[What to work on] The answer must be every entry, retyped without a single difference.

=== Supplied data ===

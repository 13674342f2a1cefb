// ABOUTME: Turns a subscription's raw byte stream into deliverable payloads.
// ABOUTME: JSON document streams (events, stats, progress) or demultiplexed output chunks.

use super::demux::{Chunk, DemuxError, DemuxMode, Demuxer};
use bytes::{Buf, Bytes, BytesMut};
use serde_json::Value;

/// Incremental decoder for a stream of concatenated JSON documents.
///
/// The engine separates documents with newlines, but a document may still be
/// split across reads; incomplete trailing input is kept for the next call.
#[derive(Debug, Default)]
pub struct JsonDecoder {
    buf: BytesMut,
}

impl JsonDecoder {
    pub fn new() -> Self {
        Self::default()
    }

    pub fn feed(&mut self, input: &[u8]) -> Result<Vec<Value>, serde_json::Error> {
        self.buf.extend_from_slice(input);

        let mut values = Vec::new();
        let consumed = {
            let mut stream = serde_json::Deserializer::from_slice(&self.buf).into_iter::<Value>();
            loop {
                match stream.next() {
                    Some(Ok(value)) => values.push(value),
                    Some(Err(e)) if e.is_eof() => break,
                    Some(Err(e)) => return Err(e),
                    None => break,
                }
            }
            stream.byte_offset()
        };
        self.buf.advance(consumed);
        Ok(values)
    }

    /// True when nothing but whitespace is buffered.
    pub fn is_at_boundary(&self) -> bool {
        self.buf.iter().all(u8::is_ascii_whitespace)
    }
}

/// A decoded unit ready for delivery.
#[derive(Debug, Clone, PartialEq)]
pub enum Decoded {
    Json(Value),
    Chunk(Chunk),
}

#[derive(Debug, thiserror::Error)]
pub enum DecodeError {
    #[error(transparent)]
    Demux(#[from] DemuxError),

    #[error("malformed JSON frame: {0}")]
    Json(#[from] serde_json::Error),
}

/// Per-subscription decoder selected by [`DemuxMode`].
#[derive(Debug)]
pub enum FrameDecoder {
    Json(JsonDecoder),
    Output(Demuxer),
}

impl FrameDecoder {
    pub fn new(mode: DemuxMode) -> Self {
        match mode {
            DemuxMode::Json => FrameDecoder::Json(JsonDecoder::new()),
            DemuxMode::Raw | DemuxMode::Framed => FrameDecoder::Output(Demuxer::new(mode)),
        }
    }

    pub fn feed(&mut self, input: Bytes) -> Result<Vec<Decoded>, DecodeError> {
        match self {
            FrameDecoder::Json(decoder) => Ok(decoder
                .feed(&input)?
                .into_iter()
                .map(Decoded::Json)
                .collect()),
            FrameDecoder::Output(demuxer) => Ok(demuxer
                .feed(input)?
                .into_iter()
                .map(Decoded::Chunk)
                .collect()),
        }
    }

    pub fn is_at_boundary(&self) -> bool {
        match self {
            FrameDecoder::Json(decoder) => decoder.is_at_boundary(),
            FrameDecoder::Output(demuxer) => demuxer.is_at_boundary(),
        }
    }
}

===

[Written solution]
repository 13674342f2a1cefb
// ABOUTME: Turns a subscription's raw byte stream into deliverable payloads.
// ABOUTME: JSON document streams (events, stats, progress) or demultiplexed output chunks.

use super::demux::{Chunk, DemuxError, DemuxMode, Demuxer};
use bytes::{Buf, Bytes, BytesMut};
use serde_json::Value;

/// Incremental decoder for a stream of concatenated JSON documents.
///
/// The engine separates documents with newlines, but a document may still be
/// split across reads; incomplete trailing input is kept for the next call.
#[derive(Debug, Default)]
pub struct JsonDecoder {
    buf: BytesMut,
}

impl JsonDecoder {
    pub fn new() -> Self {
        Self::default()
    }

    pub fn feed(&mut self, input: &[u8]) -> Result<Vec<Value>, serde_json::Error> {
        self.buf.extend_from_slice(input);

        let mut values = Vec::new();
        let consumed = {
            let mut stream = serde_json::Deserializer::from_slice(&self.buf).into_iter::<Value>();
            loop {
                match stream.next() {
                    Some(Ok(value)) => values.push(value),
                    Some(Err(e)) if e.is_eof() => break,
                    Some(Err(e)) => return Err(e),
                    None => break,
                }
            }
            stream.byte_offset()
        };
        self.buf.advance(consumed);
        Ok(values)
    }

    /// True when nothing but whitespace is buffered.
    pub fn is_at_boundary(&self) -> bool {
        self.buf.iter().all(u8::is_ascii_whitespace)
    }
}

/// A decoded unit ready for delivery.
#[derive(Debug, Clone, PartialEq)]
pub enum Decoded {
    Json(Value),
    Chunk(Chunk),
}

#[derive(Debug, thiserror::Error)]
pub enum DecodeError {
    #[error(transparent)]
    Demux(#[from] DemuxError),

    #[error("malformed JSON frame: {0}")]
    Json(#[from] serde_json::Error),
}

/// Per-subscription decoder selected by [`DemuxMode`].
#[derive(Debug)]
pub enum FrameDecoder {
    Json(JsonDecoder),
    Output(Demuxer),
}

impl FrameDecoder {
    pub fn new(mode: DemuxMode) -> Self {
        match mode {
            DemuxMode::Json => FrameDecoder::Json(JsonDecoder::new()),
            DemuxMode::Raw | DemuxMode::Framed => FrameDecoder::Output(Demuxer::new(mode)),
        }
    }

    pub fn feed(&mut self, input: Bytes) -> Result<Vec<Decoded>, DecodeError> {
        match self {
            FrameDecoder::Json(decoder) => Ok(decoder
                .feed(&input)?
                .into_iter()
                .map(Decoded::Json)
                .collect()),
            FrameDecoder::Output(demuxer) => Ok(demuxer
                .feed(input)?
                .into_iter()
                .map(Decoded::Chunk)
                .collect()),
        }
    }

    pub fn is_at_boundary(&self) -> bool {
        match self {
            FrameDecoder::Json(decoder) => decoder.is_at_boundary(),
            FrameDecoder::Output(demuxer) => demuxer.is_at_boundary(),
        }
    }
}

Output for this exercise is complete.